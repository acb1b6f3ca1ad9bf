use crate::infra::{load_fixture, MemoryReviewService, ReviewStack};
use clap::Args;
use review_rewards::error::AppError;
use review_rewards::workflows::reviews::{
    AchievementView, PointKind, SeedUser, SubmissionOutcome, User, UserId,
};
use std::path::PathBuf;

#[derive(Args, Debug)]
pub(crate) struct DemoArgs {
    /// JSON seed fixture; defaults to the built-in catalog with three demo users.
    #[arg(long)]
    pub(crate) seed: Option<PathBuf>,
    /// Number of review rounds to script.
    #[arg(long, default_value_t = 5)]
    pub(crate) rounds: usize,
}

fn demo_users() -> Vec<SeedUser> {
    [("ana", "Ana Ruiz"), ("bo", "Bo Lindqvist"), ("cy", "Cy Okafor")]
        .into_iter()
        .map(|(id, name)| SeedUser {
            id: id.to_string(),
            name: name.to_string(),
            email: format!("{id}@defects.test"),
            username: id.to_string(),
            avatar: None,
            token: None,
        })
        .collect()
}

/// Each round every user reviews the next one in line.
fn review_pairs(users: &[UserId]) -> Vec<(UserId, UserId)> {
    if users.len() < 2 {
        return Vec::new();
    }
    users
        .iter()
        .enumerate()
        .map(|(index, reviewer)| {
            let reviewee = &users[(index + 1) % users.len()];
            (reviewer.clone(), reviewee.clone())
        })
        .collect()
}

pub(crate) fn run_demo(args: DemoArgs) -> Result<(), AppError> {
    let DemoArgs { seed, rounds } = args;

    let mut fixture = load_fixture(seed.as_deref())?;
    if fixture.users.is_empty() {
        fixture.users = demo_users();
    }

    let stack = ReviewStack::in_memory();
    let summary = stack.seed(&fixture)?;
    println!("Review rewards demo");
    println!(
        "- Seeded {} badges, {} achievements, {} users",
        summary.badges, summary.achievements, summary.users
    );

    let participants: Vec<UserId> = fixture
        .users
        .iter()
        .filter_map(|user| UserId::parse(&user.id))
        .collect();
    let pairs = review_pairs(&participants);
    if pairs.is_empty() {
        println!("  At least two users are needed to exchange reviews");
        return Ok(());
    }

    for round in 1..=rounds {
        println!("\nRound {round}");
        for (reviewer, reviewee) in &pairs {
            let text = format!("Round {round} review of {reviewee}'s defect reports");
            match stack
                .reviews
                .submit_review(reviewer, reviewee.as_str(), &text)
            {
                Ok(outcome) => render_submission(&stack, &outcome),
                Err(err) => println!("  Submission rejected: {}", err),
            }
        }
    }

    render_leaderboard(&stack.reviews);
    Ok(())
}

fn render_submission(stack: &ReviewStack, outcome: &SubmissionOutcome) {
    println!(
        "- {} -> {} ({})",
        outcome.reviewer.name, outcome.reviewee.name, outcome.review.id
    );
    let catalog = match stack.catalog.list_achievements() {
        Ok(catalog) => catalog,
        Err(err) => {
            println!("    Catalog unavailable: {}", err);
            return;
        }
    };
    render_unlocked(&catalog, &outcome.reviewer, PointKind::Sending);
    render_unlocked(&catalog, &outcome.reviewee, PointKind::Receiving);
}

/// Achievements whose threshold is the counter value this submission just reached.
fn render_unlocked(catalog: &[AchievementView], user: &User, kind: PointKind) {
    let counter = user.points(kind);
    for view in catalog.iter().filter(|view| {
        view.achievement.matches(kind, counter) && user.has_achievement(&view.achievement.id)
    }) {
        let badge = view
            .badge_detail
            .as_ref()
            .map(|badge| badge.name.as_str())
            .unwrap_or("no badge");
        println!(
            "    {} unlocked '{}' [{}] at {:.1} {} points",
            user.name,
            view.achievement.name,
            badge,
            counter,
            kind.label()
        );
    }
}

fn render_leaderboard(service: &MemoryReviewService) {
    println!("\nLeaderboard");
    match service.leaderboard() {
        Ok(entries) => {
            for (rank, entry) in entries.iter().enumerate() {
                println!("  {}. {} - {:.1} points", rank + 1, entry.name, entry.total_points);
            }
        }
        Err(err) => println!("  Leaderboard unavailable: {}", err),
    }
}
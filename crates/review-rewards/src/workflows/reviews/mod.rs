//! Peer reviews and the point, achievement and badge rewards they drive.
//!
//! A submission stores the review, credits the reviewer's sending counter, evaluates the
//! reviewer's awards, then does the same for the reviewee's receiving counter. Counter and
//! award writes go through atomic store operations so concurrent submissions cannot lose
//! points or duplicate grants. Likes and comments are edited in place by the review store
//! for the same reason.

pub mod awards;
pub mod catalog;
pub mod domain;
pub mod identity;
pub mod ledger;
pub mod memory;
pub mod repository;
pub mod router;
pub mod seed;
pub mod service;

#[cfg(test)]
mod tests;

pub use awards::{AwardError, AwardEvaluator, AwardOutcome};
pub use catalog::{
    AchievementCatalog, AchievementView, CatalogError, CatalogService, CatalogStore,
    NewAchievement, NewBadge,
};
pub use domain::{
    Achievement, AchievementGrant, AchievementId, Badge, BadgeGrant, BadgeId, CommentId,
    PointKind, Review, ReviewComment, ReviewId, ReviewLike, ReviewRole, User, UserId,
};
pub use identity::{IdentityError, IdentityProvider, TokenIdentity, AUTH_HEADER};
pub use ledger::PointLedger;
pub use memory::{MemoryCatalog, MemoryReviewStore, MemoryUserStore};
pub use repository::{
    AwardBatch, LeaderboardEntry, RepositoryError, ReviewEditError, ReviewRepository,
    UserRepository,
};
pub use router::{review_router, ReviewApi};
pub use seed::{SeedAchievement, SeedBadge, SeedError, SeedFixture, SeedSummary, SeedUser};
pub use service::{
    EarnedAchievement, EarnedBadge, ReviewService, ReviewServiceError, SubmissionOutcome,
    SubmissionStage,
};
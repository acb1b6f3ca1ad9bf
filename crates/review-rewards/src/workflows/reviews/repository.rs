use serde::Serialize;

use super::domain::{
    AchievementGrant, BadgeGrant, CommentId, PointKind, Review, ReviewComment, ReviewId,
    ReviewLike, User, UserId,
};

/// Grants computed by one evaluation pass, committed together.
#[derive(Debug, Clone, Default, PartialEq)]
pub struct AwardBatch {
    pub achievements: Vec<AchievementGrant>,
    pub badges: Vec<BadgeGrant>,
}

impl AwardBatch {
    pub fn is_empty(&self) -> bool {
        self.achievements.is_empty() && self.badges.is_empty()
    }
}

/// User document storage.
///
/// Counter and award updates are single-document atomic operations so that concurrent
/// submissions touching the same user cannot lose increments or duplicate grants.
pub trait UserRepository: Send + Sync {
    /// Insert a new user; email and username must be unique.
    fn insert(&self, user: User) -> Result<User, RepositoryError>;
    fn fetch(&self, id: &UserId) -> Result<Option<User>, RepositoryError>;
    /// Atomically add `delta` to one counter, recompute the total and return the new state.
    fn increment_points(
        &self,
        id: &UserId,
        kind: PointKind,
        delta: f64,
    ) -> Result<User, RepositoryError>;
    /// Atomically append the grants whose ids the user does not already hold.
    fn record_awards(&self, id: &UserId, batch: &AwardBatch) -> Result<User, RepositoryError>;
    /// All users ordered by total points descending, ties by id.
    fn by_total_points(&self) -> Result<Vec<User>, RepositoryError>;
}

/// Review document storage.
///
/// Likes and comments are edited in place: each edit checks its precondition and applies
/// the change as one atomic operation on the review document.
pub trait ReviewRepository: Send + Sync {
    fn insert(&self, review: Review) -> Result<Review, RepositoryError>;
    fn fetch(&self, id: &ReviewId) -> Result<Option<Review>, RepositoryError>;
    /// Prepend a like by `user` unless one already exists; returns the likes after the edit.
    fn add_like(&self, id: &ReviewId, user: &UserId) -> Result<Vec<ReviewLike>, ReviewEditError>;
    fn remove_like(&self, id: &ReviewId, user: &UserId) -> Result<Vec<ReviewLike>, ReviewEditError>;
    /// Prepend a comment; returns the comments after the edit.
    fn push_comment(
        &self,
        id: &ReviewId,
        comment: ReviewComment,
    ) -> Result<Vec<ReviewComment>, ReviewEditError>;
    /// Remove `comment` when `caller` wrote it.
    fn remove_comment(
        &self,
        id: &ReviewId,
        comment: &CommentId,
        caller: &UserId,
    ) -> Result<Vec<ReviewComment>, ReviewEditError>;
    /// All reviews, newest first.
    fn list(&self) -> Result<Vec<Review>, RepositoryError>;
}

/// Error enumeration for repository failures.
#[derive(Debug, thiserror::Error)]
pub enum RepositoryError {
    #[error("record already exists: {0}")]
    Conflict(String),
    #[error("record not found")]
    NotFound,
    #[error("repository unavailable: {0}")]
    Unavailable(String),
}

/// Rejected or failed edit of a review's likes or comments.
#[derive(Debug, thiserror::Error)]
pub enum ReviewEditError {
    #[error("Review already liked")]
    AlreadyLiked,
    #[error("Review has not yet been liked")]
    NotLiked,
    #[error("Comment not found")]
    CommentNotFound,
    #[error("User not authorized to delete this comment")]
    NotCommentAuthor,
    #[error(transparent)]
    Repository(#[from] RepositoryError),
}

/// Row of the public leaderboard.
#[derive(Debug, Clone, PartialEq, Serialize)]
#[serde(rename_all = "camelCase")]
pub struct LeaderboardEntry {
    pub id: UserId,
    pub name: String,
    #[serde(skip_serializing_if = "Option::is_none")]
    pub avatar: Option<String>,
    pub total_points: f64,
}

impl From<&User> for LeaderboardEntry {
    fn from(user: &User) -> Self {
        Self {
            id: user.id.clone(),
            name: user.name.clone(),
            avatar: user.avatar.clone(),
            total_points: user.total_points,
        }
    }
}
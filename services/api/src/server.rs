use crate::cli::ServeArgs;
use crate::infra::{load_fixture, AppState, ReviewStack};
use crate::routes::with_review_routes;
use axum::Extension;
use axum_prometheus::PrometheusMetricLayer;
use review_rewards::config::AppConfig;
use review_rewards::error::AppError;
use review_rewards::telemetry;
use std::sync::atomic::Ordering;
use std::sync::Arc;
use tracing::{info, warn};

pub(crate) async fn run(mut args: ServeArgs) -> Result<(), AppError> {
    let mut config = AppConfig::load()?;

    if let Some(host) = args.host.take() {
        config.server.host = host;
    }
    if let Some(port) = args.port.take() {
        config.server.port = port;
    }
    if let Some(seed) = args.seed.take() {
        config.seed.path = Some(seed);
    }

    telemetry::init(&config.telemetry)?;

    let (prometheus_layer, prometheus_handle) = PrometheusMetricLayer::pair();
    let readiness_flag = Arc::new(std::sync::atomic::AtomicBool::new(false));
    let app_state = AppState {
        readiness: readiness_flag.clone(),
        metrics: Arc::new(prometheus_handle),
    };

    let stack = ReviewStack::in_memory();
    let fixture = load_fixture(config.seed.path.as_deref())?;
    let summary = stack.seed(&fixture)?;
    info!(
        seed = ?config.seed.path,
        badges = summary.badges,
        achievements = summary.achievements,
        users = summary.users,
        "review catalog seeded"
    );
    if summary.users == 0 {
        warn!("no users seeded; authenticated routes will reject every request");
    }

    let app = with_review_routes(stack.api())
        .layer(Extension(app_state))
        .layer(prometheus_layer);

    let addr = config.server.socket_addr()?;
    let listener = tokio::net::TcpListener::bind(addr).await?;
    readiness_flag.store(true, Ordering::Release);

    info!(?config.environment, %addr, "review rewards service ready");

    axum::serve(listener, app).await?;
    Ok(())
}
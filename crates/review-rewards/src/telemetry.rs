use crate::config::TelemetryConfig;
use std::fmt;
use tracing_subscriber::filter::ParseError;
use tracing_subscriber::EnvFilter;

#[derive(Debug)]
pub enum TelemetryError {
    EnvFilter { value: String, source: ParseError },
    Subscriber(Box<dyn std::error::Error + Send + Sync>),
}

impl fmt::Display for TelemetryError {
    fn fmt(&self, f: &mut fmt::Formatter<'_>) -> fmt::Result {
        match self {
            TelemetryError::EnvFilter { value, .. } => {
                write!(f, "invalid log level/filter '{value}': unable to build EnvFilter")
            }
            TelemetryError::Subscriber(err) => write!(f, "subscriber already installed: {err}"),
        }
    }
}

impl std::error::Error for TelemetryError {
    fn source(&self) -> Option<&(dyn std::error::Error + 'static)> {
        match self {
            TelemetryError::EnvFilter { source, .. } => Some(source),
            TelemetryError::Subscriber(err) => Some(&**err),
        }
    }
}

/// Filter from `RUST_LOG` when set, otherwise from the configured level.
pub fn env_filter(config: &TelemetryConfig) -> Result<EnvFilter, TelemetryError> {
    if let Ok(filter) = EnvFilter::try_from_default_env() {
        return Ok(filter);
    }
    EnvFilter::try_new(&config.log_level).map_err(|source| TelemetryError::EnvFilter {
        value: config.log_level.clone(),
        source,
    })
}

pub fn init(config: &TelemetryConfig) -> Result<(), TelemetryError> {
    tracing_subscriber::fmt()
        .with_env_filter(env_filter(config)?)
        .with_target(false)
        .compact()
        .with_ansi(false)
        .try_init()
        .map_err(TelemetryError::Subscriber)
}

• **EXERCISE REQUIREMENTS**
Where the listing above reaches the line that contains "filename services/api/src/server.rs", start retyping, and finish with the line that contains "let (prometheus_layer, prometheus_handle)"; reproduce those lines exactly and no others.

• **YOUR RESPONSE**
filename services/api/src/server.rs
use crate::cli::ServeArgs;
use crate::infra::{load_fixture, AppState, ReviewStack};
use crate::routes::with_review_routes;
use axum::Extension;
use axum_prometheus::PrometheusMetricLayer;
use review_rewards::config::AppConfig;
use review_rewards::error::AppError;
use review_rewards::telemetry;
use std::sync::atomic::Ordering;
use std::sync::Arc;
use tracing::{info, warn};

pub(crate) async fn run(mut args: ServeArgs) -> Result<(), AppError> {
    let mut config = AppConfig::load()?;

    if let Some(host) = args.host.take() {
        config.server.host = host;
    }
    if let Some(port) = args.port.take() {
        config.server.port = port;
    }
    if let Some(seed) = args.seed.take() {
        config.seed.path = Some(seed);
    }

    telemetry::init(&config.telemetry)?;

    let (prometheus_layer, prometheus_handle) = PrometheusMetricLayer::pair();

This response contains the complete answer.